■ WORK INSTRUCTIONS
Please say how many lines in the records below contain the word "amounts". Give only the number.

Dataset records
= = =
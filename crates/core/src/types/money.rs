//! Currency amounts using decimal arithmetic.
//!
//! All amounts are in the store's single currency and carry exactly two
//! decimal places. Rounding is half-up (midpoint away from zero), applied
//! whenever a `Money` is constructed, so `0.005` becomes `0.01` and `0.004`
//! becomes `0.00`.

use core::fmt;
use core::iter::Sum;
use core::ops::Add;

use rust_decimal::prelude::ToPrimitive;
use rust_decimal::{Decimal, RoundingStrategy};
use serde::{Deserialize, Serialize};

/// Number of decimal places in the store currency.
pub const CURRENCY_SCALE: u32 = 2;

/// A non-floating currency amount rounded to two decimal places.
#[derive(Debug, Clone, Copy, PartialEq, Eq, PartialOrd, Ord, Hash, Serialize, Deserialize)]
#[serde(from = "Decimal", into = "Decimal")]
pub struct Money(Decimal);

impl Money {
    /// Zero, at currency scale.
    pub const ZERO: Self = Self(Decimal::from_parts(0, 0, 0, false, CURRENCY_SCALE));

    /// Largest amount the store persists (`99999999.99`).
    pub const MAX_STORED: Self = Self(Decimal::from_parts(1_410_065_407, 2, 0, false, CURRENCY_SCALE));

    /// Create an amount, rounding half-up to two decimal places.
    #[must_use]
    pub fn new(amount: Decimal) -> Self {
        let mut rounded =
            amount.round_dp_with_strategy(CURRENCY_SCALE, RoundingStrategy::MidpointAwayFromZero);
        rounded.rescale(CURRENCY_SCALE);
        Self(rounded)
    }

    /// Create an amount from minor units (cents).
    #[must_use]
    pub fn from_minor_units(cents: i64) -> Self {
        Self(Decimal::new(cents, CURRENCY_SCALE))
    }

    /// The amount in minor units, as payment providers expect it.
    ///
    /// Returns `None` if the amount does not fit in an `i64`.
    #[must_use]
    pub fn minor_units(&self) -> Option<i64> {
        let cents = self.0 * Decimal::ONE_HUNDRED;
        cents.trunc().to_i64()
    }

    /// Price of `quantity` units at this unit price.
    #[must_use]
    pub fn times(self, quantity: u32) -> Self {
        Self::new(self.0 * Decimal::from(quantity))
    }

    /// The underlying decimal.
    #[must_use]
    pub const fn amount(&self) -> Decimal {
        self.0
    }

    /// Whether the amount is zero.
    #[must_use]
    pub fn is_zero(&self) -> bool {
        self.0.is_zero()
    }
}

impl Default for Money {
    fn default() -> Self {
        Self::ZERO
    }
}

impl From<Decimal> for Money {
    fn from(amount: Decimal) -> Self {
        Self::new(amount)
    }
}

impl From<Money> for Decimal {
    fn from(money: Money) -> Self {
        money.0
    }
}

impl Add for Money {
    type Output = Self;

    fn add(self, rhs: Self) -> Self {
        Self::new(self.0 + rhs.0)
    }
}

impl Sum for Money {
    fn sum<I: Iterator<Item = Self>>(iter: I) -> Self {
        iter.fold(Self::ZERO, Add::add)
    }
}

impl fmt::Display for Money {
    fn fmt(&self, f: &mut fmt::Formatter<'_>) -> fmt::Result {
        write!(f, "{:.2}", self.0)
    }
}

#[cfg(feature = "postgres")]
impl sqlx::Type<sqlx::Postgres> for Money {
    fn type_info() -> sqlx::postgres::PgTypeInfo {
        <Decimal as sqlx::Type<sqlx::Postgres>>::type_info()
    }

    fn compatible(ty: &sqlx::postgres::PgTypeInfo) -> bool {
        <Decimal as sqlx::Type<sqlx::Postgres>>::compatible(ty)
    }
}

#[cfg(feature = "postgres")]
impl<'r> sqlx::Decode<'r, sqlx::Postgres> for Money {
    fn decode(value: sqlx::postgres::PgValueRef<'r>) -> Result<Self, sqlx::error::BoxDynError> {
        let amount = <Decimal as sqlx::Decode<sqlx::Postgres>>::decode(value)?;
        Ok(Self::new(amount))
    }
}

#[cfg(feature = "postgres")]
impl sqlx::Encode<'_, sqlx::Postgres> for Money {
    fn encode_by_ref(
        &self,
        buf: &mut sqlx::postgres::PgArgumentBuffer,
    ) -> Result<sqlx::encode::IsNull, sqlx::error::BoxDynError> {
        <Decimal as sqlx::Encode<sqlx::Postgres>>::encode_by_ref(&self.0, buf)
    }
}
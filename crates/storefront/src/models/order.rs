//! Orders, their items and shipping addresses.

use chrono::{DateTime, Utc};
use serde::Serialize;

use boostedlabs_core::checkout::ShippingAddress;
use boostedlabs_core::{
    AddressType, Email, Money, OrderId, OrderItemId, OrderStatus, ProductId, ShirtSize, UserId,
};

use super::product::ColorOption;

/// An order header.
#[derive(Debug, Clone, PartialEq, Eq, Serialize)]
pub struct Order {
    pub id: OrderId,
    /// Buyer, or `None` for guest checkouts.
    pub user_id: Option<UserId>,
    /// Contact email for guest checkouts.
    pub email: Option<Email>,
    /// Sum of line totals, excluding shipping.
    pub total_price: Money,
    pub shipping_fee: Money,
    pub status: OrderStatus,
    pub is_paid: bool,
    pub is_subscription: bool,
    /// Payment provider session ID, set once the session exists.
    pub payment_session_id: Option<String>,
    pub created_at: DateTime<Utc>,
}

impl Order {
    /// Whether `user` may see and act on this order.
    #[must_use]
    pub fn is_owned_by(&self, user: UserId) -> bool {
        self.user_id == Some(user)
    }

    /// Amount charged: items plus shipping.
    #[must_use]
    pub fn amount_due(&self) -> Money {
        self.total_price + self.shipping_fee
    }
}

/// A line of an order.
///
/// Either a product line with a price snapshot, or the zero-price free
/// T-shirt with a size and no product.
#[derive(Debug, Clone, PartialEq, Eq, Serialize)]
pub struct OrderItem {
    pub id: OrderItemId,
    pub order_id: OrderId,
    pub product_id: Option<ProductId>,
    pub product_name: Option<String>,
    /// Unit price at the time of ordering.
    pub price: Money,
    pub quantity: u32,
    pub size: Option<String>,
    pub color: Option<ColorOption>,
    pub is_free_item: bool,
    pub free_item_size: Option<ShirtSize>,
}

/// Shipping address of an order.
#[derive(Debug, Clone, PartialEq, Eq, Serialize)]
pub struct OrderAddress {
    pub order_id: OrderId,
    pub name: String,
    pub phone: String,
    pub address: String,
    #[serde(rename = "type")]
    pub address_type: AddressType,
}

/// An order with its items and address, as returned by the API.
#[derive(Debug, Clone, PartialEq, Eq, Serialize)]
pub struct OrderDetail {
    #[serde(flatten)]
    pub order: Order,
    pub items: Vec<OrderItem>,
    pub address: Option<OrderAddress>,
}

/// Order header to insert.
#[derive(Debug, Clone, PartialEq, Eq)]
pub struct NewOrder {
    pub user_id: Option<UserId>,
    pub email: Option<Email>,
    pub total_price: Money,
    pub shipping_fee: Money,
    pub is_subscription: bool,
}

/// Order line to insert.
#[derive(Debug, Clone, PartialEq, Eq)]
pub struct NewOrderItem {
    pub order_id: OrderId,
    pub product_id: Option<ProductId>,
    pub product_name: Option<String>,
    pub price: Money,
    pub quantity: u32,
    pub size: Option<String>,
    pub color: Option<ColorOption>,
    pub is_free_item: bool,
    pub free_item_size: Option<ShirtSize>,
}

impl NewOrderItem {
    /// The free T-shirt line.
    #[must_use]
    pub const fn free_item(order_id: OrderId, size: ShirtSize) -> Self {
        Self {
            order_id,
            product_id: None,
            product_name: None,
            price: Money::ZERO,
            quantity: 1,
            size: None,
            color: None,
            is_free_item: true,
            free_item_size: Some(size),
        }
    }
}

impl OrderAddress {
    #[must_use]
    pub fn from_shipping(order_id: OrderId, address: &ShippingAddress) -> Self {
        Self {
            order_id,
            name: address.name.clone(),
            phone: address.phone.clone(),
            address: address.address.clone(),
            address_type: address.address_type,
        }
    }
}
//! Contact form submissions in `PostgreSQL`.

use async_trait::async_trait;
use chrono::{DateTime, Utc};

use boostedlabs_core::{ContactMessageId, Email, UserId};

use super::store::ContactStore;
use super::{PgStore, RepositoryError};
use crate::models::{ContactMessage, NewContactMessage};

#[derive(sqlx::FromRow)]
struct ContactMessageRow {
    id: ContactMessageId,
    user_id: Option<UserId>,
    name: String,
    whatsapp: String,
    email: Email,
    project_details: String,
    sent_at: DateTime<Utc>,
}

impl From<ContactMessageRow> for ContactMessage {
    fn from(row: ContactMessageRow) -> Self {
        Self {
            id: row.id,
            user_id: row.user_id,
            name: row.name,
            whatsapp: row.whatsapp,
            email: row.email,
            project_details: row.project_details,
            sent_at: row.sent_at,
        }
    }
}

#[async_trait]
impl ContactStore for PgStore {
    async fn insert_contact_message(
        &self,
        message: &NewContactMessage,
    ) -> Result<ContactMessage, RepositoryError> {
        let row: ContactMessageRow = sqlx::query_as(
            "INSERT INTO shop.contact_message (user_id, name, whatsapp, email, project_details)
             VALUES ($1, $2, $3, $4, $5)
             RETURNING id, user_id, name, whatsapp, email, project_details, sent_at",
        )
        .bind(message.user_id)
        .bind(&message.name)
        .bind(&message.whatsapp)
        .bind(&message.email)
        .bind(&message.project_details)
        .fetch_one(self.pool())
        .await?;

        Ok(row.into())
    }
}
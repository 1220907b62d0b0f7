//! Signed, expiring order links.
//!
//! Used for the payment-page cancel URL, which is followed without an access
//! token. A token is `{order_id}.{issued_at}.{signature}` where the signature
//! is base64url HMAC-SHA256 over `"{order_id}.{issued_at}"`.

use std::time::Duration;

use base64::Engine;
use base64::engine::general_purpose::URL_SAFE_NO_PAD;
use chrono::{DateTime, Utc};
use hmac::{Hmac, Mac};
use secrecy::{ExposeSecret, SecretString};
use sha2::Sha256;
use thiserror::Error;

use boostedlabs_core::OrderId;

type HmacSha256 = Hmac<Sha256>;

#[derive(Debug, Clone, Copy, PartialEq, Eq, Error)]
pub enum SigningError {
    #[error("Invalid cancellation link")]
    Malformed,
    #[error("Invalid cancellation link signature")]
    BadSignature,
    #[error("Cancellation link has expired")]
    Expired,
}

/// Issues and verifies order link tokens.
#[derive(Clone)]
pub struct LinkSigner {
    secret: SecretString,
    ttl: Duration,
}

impl std::fmt::Debug for LinkSigner {
    fn fmt(&self, f: &mut std::fmt::Formatter<'_>) -> std::fmt::Result {
        f.debug_struct("LinkSigner")
            .field("secret", &"[REDACTED]")
            .field("ttl", &self.ttl)
            .finish()
    }
}

impl LinkSigner {
    #[must_use]
    pub const fn new(secret: SecretString, ttl: Duration) -> Self {
        Self { secret, ttl }
    }

    fn mac(&self, message: &str) -> Result<HmacSha256, SigningError> {
        let mut mac = HmacSha256::new_from_slice(self.secret.expose_secret().as_bytes())
            .map_err(|_| SigningError::BadSignature)?;
        mac.update(message.as_bytes());
        Ok(mac)
    }

    /// Sign `order_id` as issued at `issued_at`.
    #[must_use]
    pub fn sign(&self, order_id: OrderId, issued_at: DateTime<Utc>) -> String {
        let message = format!("{order_id}.{}", issued_at.timestamp());
        // HMAC accepts keys of any length
        let signature = self
            .mac(&message)
            .map(|mac| URL_SAFE_NO_PAD.encode(mac.finalize().into_bytes()))
            .unwrap_or_default();
        format!("{message}.{signature}")
    }

    /// Verify a token at `now` and return the order it names.
    ///
    /// # Errors
    ///
    /// `Malformed` for anything that is not three dot-separated parts with
    /// numeric IDs, `BadSignature` when the signature does not match and
    /// `Expired` once the TTL has passed.
    pub fn verify(&self, token: &str, now: DateTime<Utc>) -> Result<OrderId, SigningError> {
        let mut parts = token.split('.');
        let (Some(order), Some(issued), Some(signature), None) =
            (parts.next(), parts.next(), parts.next(), parts.next())
        else {
            return Err(SigningError::Malformed);
        };

        let order_id: OrderId = order.parse().map_err(|_| SigningError::Malformed)?;
        let issued_at: i64 = issued.parse().map_err(|_| SigningError::Malformed)?;
        let signature = URL_SAFE_NO_PAD
            .decode(signature)
            .map_err(|_| SigningError::Malformed)?;

        self.mac(&format!("{order}.{issued}"))?
            .verify_slice(&signature)
            .map_err(|_| SigningError::BadSignature)?;

        let ttl = i64::try_from(self.ttl.as_secs()).unwrap_or(i64::MAX);
        if now.timestamp().saturating_sub(issued_at) > ttl {
            return Err(SigningError::Expired);
        }

        Ok(order_id)
    }
}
= = =
■ FINAL ANSWER
2